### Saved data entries
==================================================

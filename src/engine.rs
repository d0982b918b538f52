//! The coordinator: holds the active segment, older segments, and the
//! index; exposes `put`/`get`/`delete`. See spec.md §4.5.

use std::collections::HashMap;
use std::fs;
use std::sync::RwLock;

use crate::codec;
use crate::data_file::{DataFile, ReplayRead, DATA_FILE_SUFFIX};
use crate::error::{Error, Result};
use crate::index::{self, Index};
use crate::options::Options;
use crate::record::{LogRecord, RecordPosition};

/// The mutable part of the engine's state: the active segment and the
/// read-only older segments. Guarded by a single reader-writer lock so
/// `put`/`delete` can hold exclusive access across the whole
/// append-and-index-update sequence while `get` only needs shared access.
struct EngineState {
    active: DataFile,
    older: HashMap<u32, DataFile>,
}

/// An open Bitcask-style store.
///
/// Cheap to share behind an `Arc` across reader threads; there is at most
/// one logical writer at a time (enforced by callers, not this type).
pub struct Engine {
    options: Options,
    index: Box<dyn Index>,
    state: RwLock<EngineState>,
}

/// A snapshot of the engine's size, returned by [`Engine::stat`].
#[derive(Debug, Clone, Copy)]
pub struct EngineStats {
    pub key_count: usize,
    pub active_file_id: u32,
    pub total_disk_size: u64,
}

impl Engine {
    /// Opens (or creates) a store rooted at `options.directory`.
    ///
    /// Validates `options`, creates the directory if absent, opens every
    /// `*.data` segment found, and replays them in ascending file-id order
    /// to rebuild the index. See spec.md §4.5 "Opening" and "Replay".
    pub fn open(options: Options) -> Result<Self> {
        options.validate()?;
        log::info!("opening database at {}", options.directory.display());

        fs::create_dir_all(&options.directory)?;
        let file_ids = discover_segment_ids(&options.directory)?;

        let mut segments: HashMap<u32, DataFile> = HashMap::new();
        for &id in &file_ids {
            segments.insert(id, DataFile::open(&options.directory, id)?);
        }

        let index = index::new_index(options.index_kind)?;

        let active_id = match file_ids.last() {
            Some(&id) => id,
            None => {
                let seg = DataFile::open(&options.directory, 0)?;
                segments.insert(0, seg);
                0
            }
        };

        for &id in &file_ids {
            let consumed = replay_segment(
                segments.get(&id).expect("segment just inserted"),
                id,
                id == active_id,
                &*index,
            )?;
            if id == active_id {
                segments.get(&active_id).expect("active segment present").set_offset(consumed);
            }
        }

        let active = segments.remove(&active_id).expect("active segment present");
        let older = segments;

        log::info!(
            "indexed {} live keys across {} segment(s) in {}",
            index.len(),
            older.len() + 1,
            options.directory.display()
        );

        Ok(Self { options, index, state: RwLock::new(EngineState { active, older }) })
    }

    /// Writes `value` under `key`. `key` must not be empty.
    pub fn put(&self, key: &[u8], value: &[u8]) -> Result<()> {
        if key.is_empty() {
            return Err(Error::KeyIsEmpty);
        }
        let record = LogRecord::normal(key.to_vec(), value.to_vec());
        let position = self.append_log_record(&record)?;
        if !self.index.put(key.to_vec(), position) {
            return Err(Error::IndexUpdateFailed);
        }
        Ok(())
    }

    /// Returns the current value for `key`. `key` must not be empty.
    pub fn get(&self, key: &[u8]) -> Result<Vec<u8>> {
        if key.is_empty() {
            return Err(Error::KeyIsEmpty);
        }
        let position = self.index.get(key).ok_or(Error::KeyNotFound)?;

        let state = self.state.read().expect("engine lock poisoned");
        let record = if position.file_id == state.active.file_id() {
            state.active.read_record(position.offset as u64)?
        } else {
            let segment = state
                .older
                .get(&position.file_id)
                .ok_or(Error::DataFileNotFound { file_id: position.file_id })?;
            segment.read_record(position.offset as u64)?
        };
        drop(state);

        let (record, _size) = record.ok_or(Error::KeyNotFound)?;
        if record.is_tombstone() {
            return Err(Error::KeyNotFound);
        }
        Ok(record.value)
    }

    /// Marks `key` as deleted. Always durable, even if `key` was already
    /// absent (a redundant tombstone is still appended). `key` must not
    /// be empty.
    pub fn delete(&self, key: &[u8]) -> Result<()> {
        if key.is_empty() {
            return Err(Error::KeyIsEmpty);
        }
        if self.index.get(key).is_none() {
            return Ok(());
        }
        let record = LogRecord::tombstone(key.to_vec());
        self.append_log_record(&record)?;
        self.index.delete(key);
        Ok(())
    }

    /// Returns every live key, in sorted-index order.
    pub fn list_keys(&self) -> Vec<Vec<u8>> {
        self.index.keys()
    }

    /// Calls `f` with every live key and its current value.
    pub fn fold<F>(&self, mut f: F) -> Result<()>
    where
        F: FnMut(&[u8], &[u8]) -> Result<()>,
    {
        for key in self.index.keys() {
            let value = self.get(&key)?;
            f(&key, &value)?;
        }
        Ok(())
    }

    /// A size/key-count snapshot of the engine.
    pub fn stat(&self) -> Result<EngineStats> {
        let state = self.state.read().expect("engine lock poisoned");
        let mut total_disk_size = state.active.offset();
        for segment in state.older.values() {
            total_disk_size += segment.offset();
        }
        Ok(EngineStats {
            key_count: self.index.len(),
            active_file_id: state.active.file_id(),
            total_disk_size,
        })
    }

    /// Syncs the active segment and closes every open segment handle.
    pub fn close(&self) -> Result<()> {
        let state = self.state.read().expect("engine lock poisoned");
        state.active.sync()?;
        state.active.close()?;
        for segment in state.older.values() {
            segment.close()?;
        }
        Ok(())
    }

    /// Appends `record` to the active segment, rolling over first if it
    /// would push the segment past `options.data_file_size`. Holds the
    /// engine's write lock for the whole sequence. See spec.md §4.5
    /// "Append and Rollover".
    fn append_log_record(&self, record: &LogRecord) -> Result<RecordPosition> {
        let encoded = codec::encode(record);

        let mut state = self.state.write().expect("engine lock poisoned");
        if state.active.offset() + encoded.len() as u64 > self.options.data_file_size {
            state.active.sync()?;
            let prev_id = state.active.file_id();
            let new_active = DataFile::open(&self.options.directory, prev_id + 1)?;
            let prev_active = std::mem::replace(&mut state.active, new_active);
            state.older.insert(prev_id, prev_active);
        }

        let offset = state.active.offset();
        state.active.append(&encoded)?;
        if self.options.sync_writes {
            state.active.sync()?;
        }

        Ok(RecordPosition::new(state.active.file_id(), offset as i64))
    }
}

impl Drop for Engine {
    fn drop(&mut self) {
        if let Err(error) = self.close() {
            log::error!("failed to close engine cleanly: {error}");
        }
    }
}

/// Enumerates `dir` for `*.data` files and parses each name's numeric
/// prefix, returning the ids sorted ascending. A non-numeric prefix is a
/// [`Error::DataDirCorrupted`].
fn discover_segment_ids(dir: &std::path::Path) -> Result<Vec<u32>> {
    let mut ids = Vec::new();
    for entry in fs::read_dir(dir)? {
        let entry = entry?;
        let path = entry.path();
        let Some(name) = path.file_name().and_then(|n| n.to_str()) else { continue };
        let Some(prefix) = name.strip_suffix(DATA_FILE_SUFFIX) else { continue };
        let id: u32 = prefix.parse().map_err(|_| Error::data_dir_corrupted(&path))?;
        ids.push(id);
    }
    ids.sort_unstable();
    Ok(ids)
}

/// Replays `segment` from offset 0, updating `index` with the position of
/// every live record and removing tombstoned keys, per spec.md's
/// last-write-wins replay ordering. Returns the number of bytes
/// consumed.
///
/// A torn trailing write is only expected on the active segment (the one
/// that was open for writing when the process last stopped); there it
/// truncates the segment at the last good offset and ends replay for it,
/// resolving spec.md's "partial-tail recovery... left to the
/// implementer" open question. The same condition on an older, closed
/// segment indicates real corruption and fails the open.
fn replay_segment(segment: &DataFile, file_id: u32, is_active: bool, index: &dyn Index) -> Result<u64> {
    let mut offset = 0u64;
    loop {
        match segment.replay_read(offset)? {
            ReplayRead::Record(record, size) => {
                if record.is_tombstone() {
                    index.delete(&record.key);
                } else {
                    index.put(record.key.clone(), RecordPosition::new(file_id, offset as i64));
                }
                offset += size as u64;
            }
            ReplayRead::EndOfData => break,
            ReplayRead::Incomplete if is_active => {
                log::error!(
                    "segment {file_id:09} has a torn write at offset {offset}, truncating"
                );
                segment.truncate(offset)?;
                break;
            }
            ReplayRead::Incomplete => return Err(Error::CorruptedRecord { file_id, offset }),
        }
    }
    Ok(offset)
}
//! Error types returned by the storage engine.

use thiserror::Error;

/// Convenience alias used throughout the crate.
pub type Result<T> = std::result::Result<T, Error>;

/// Errors surfaced by [`crate::Engine`] and its collaborators.
///
/// Every fallible operation in this crate returns one of these variants;
/// none are swallowed internally.
#[derive(Error, Debug)]
pub enum Error {
    /// The caller passed a zero-length key to `put`, `get`, or `delete`.
    #[error("key is empty")]
    KeyIsEmpty,

    /// The key was not found in the index, or resolved to a tombstone.
    #[error("key not found")]
    KeyNotFound,

    /// An index entry points at a segment that isn't open. Indicates a
    /// broken invariant between the index and the engine's segment set.
    #[error("data file {file_id} not found")]
    DataFileNotFound {
        /// The file id the index pointed at.
        file_id: u32,
    },

    /// The index implementation refused to record an insertion.
    #[error("failed to update index")]
    IndexUpdateFailed,

    /// A filename in the data directory could not be parsed as a segment id.
    #[error("data directory corrupted: invalid segment file name {name:?}")]
    DataDirCorrupted {
        /// The offending file name.
        name: String,
    },

    /// A record's CRC did not match its contents.
    #[error("corrupted record in segment {file_id} at offset {offset}")]
    CorruptedRecord {
        /// The segment the record was read from.
        file_id: u32,
        /// The byte offset the record starts at.
        offset: u64,
    },

    /// The supplied `Options` failed validation.
    #[error("invalid configuration: {reason}")]
    ConfigInvalid {
        /// Human-readable description of what failed validation.
        reason: String,
    },

    /// An underlying I/O operation failed.
    #[error("I/O error: {0}")]
    Io(#[from] std::io::Error),
}

impl Error {
    /// Builds a [`Error::DataDirCorrupted`] for the given path's file name.
    pub(crate) fn data_dir_corrupted(path: &std::path::Path) -> Self {
        Error::DataDirCorrupted { name: path.display().to_string() }
    }

    /// Builds a [`Error::ConfigInvalid`] with the given reason.
    pub(crate) fn config_invalid(reason: impl Into<String>) -> Self {
        Error::ConfigInvalid { reason: reason.into() }
    }
}
//! Binary framing for [`LogRecord`]: encode to bytes, decode from bytes,
//! verify CRC-32. See spec.md §4.2 for the on-disk layout.
//!
//! ```text
//! | crc:u32 | kind:u8 | key_size:varint | value_size:varint | key | value |
//! ```
//!
//! `key_size`/`value_size` are signed, zig-zag-encoded varints (7 bits per
//! byte, continuation bit set on all but the last byte). The CRC-32 (IEEE)
//! covers every byte from the end of the CRC field to the end of the
//! record.

use integer_encoding::VarInt;

use crate::record::{LogRecord, LogRecordHeader, RecordKind};

/// `4 (crc) + 1 (kind) + 5 (key_size varint) + 5 (value_size varint)`.
pub const MAX_HEADER_SIZE: usize = 4 + 1 + 5 + 5;

/// Outcome of decoding a record header from a byte buffer.
pub(crate) enum HeaderDecode {
    /// A well-formed header, and the number of bytes it occupied.
    Header(LogRecordHeader, usize),
    /// The buffer was too short, or the header was all-zero padding,
    /// signalling the logical end of the segment's data.
    EndOfData,
}

/// Encodes `record` to its on-disk byte representation.
pub fn encode(record: &LogRecord) -> Vec<u8> {
    let key_size = record.key.len() as i64;
    let value_size = record.value.len() as i64;

    let mut buf = Vec::with_capacity(MAX_HEADER_SIZE + record.key.len() + record.value.len());
    // Reserve the CRC field; filled in once the rest is written.
    buf.extend_from_slice(&[0u8; 4]);
    buf.push(record.kind.as_byte());
    buf.extend_from_slice(&key_size.encode_var_vec());
    buf.extend_from_slice(&value_size.encode_var_vec());
    buf.extend_from_slice(&record.key);
    buf.extend_from_slice(&record.value);

    let crc = crc32fast::hash(&buf[4..]);
    buf[0..4].copy_from_slice(&crc.to_le_bytes());
    buf
}

/// Decodes a header from the start of `buf`. Returns
/// [`HeaderDecode::EndOfData`] if `buf` is shorter than 5 bytes, or if the
/// decoded crc/key_size/value_size are all zero (end-of-data padding).
pub(crate) fn decode_header(buf: &[u8]) -> HeaderDecode {
    if buf.len() < 5 {
        return HeaderDecode::EndOfData;
    }
    let crc = u32::from_le_bytes([buf[0], buf[1], buf[2], buf[3]]);
    let kind_byte = buf[4];

    let Some((key_size, key_len)) = i64::decode_var(&buf[5..]) else {
        return HeaderDecode::EndOfData;
    };
    let Some((value_size, value_len)) = i64::decode_var(&buf[5 + key_len..]) else {
        return HeaderDecode::EndOfData;
    };

    // End-of-data padding: an unwritten tail reads back as all zero bytes.
    if crc == 0 && key_size == 0 && value_size == 0 {
        return HeaderDecode::EndOfData;
    }

    let Some(kind) = RecordKind::from_byte(kind_byte) else {
        return HeaderDecode::EndOfData;
    };

    let header_len = 5 + key_len + value_len;
    HeaderDecode::Header(
        LogRecordHeader { crc, kind, key_size: key_size as u32, value_size: value_size as u32 },
        header_len,
    )
}

/// Decodes the full record given its already-decoded header and the bytes
/// following it (exactly `header.key_size + header.value_size` long, plus
/// whatever the caller over-read). Verifies the CRC over `[4..end)` of the
/// full record, recomputed from `header_bytes` and `kv_bytes`.
///
/// Returns `None` on CRC mismatch; the caller (which knows the segment's
/// file id and the record's offset) is responsible for turning that into
/// an [`crate::Error::CorruptedRecord`].
pub(crate) fn decode_body(
    header: &LogRecordHeader,
    header_bytes: &[u8],
    kv_bytes: &[u8],
) -> Option<LogRecord> {
    let key_size = header.key_size as usize;
    let value_size = header.value_size as usize;

    let mut crc_input = Vec::with_capacity(header_bytes.len() - 4 + key_size + value_size);
    crc_input.extend_from_slice(&header_bytes[4..]);
    crc_input.extend_from_slice(&kv_bytes[..key_size + value_size]);
    let computed = crc32fast::hash(&crc_input);

    if computed != header.crc {
        return None;
    }

    let key = kv_bytes[..key_size].to_vec();
    let value = kv_bytes[key_size..key_size + value_size].to_vec();
    Some(LogRecord { key, value, kind: header.kind })
}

==================================================

### EXERCISE AIM
Only lines with the word "push" are wanted, so copy each one from the records.

### ANSWER SECTION
    /// would push the segment past `options.data_file_size`. Holds the
        ids.push(id);
    buf.push(record.kind.as_byte());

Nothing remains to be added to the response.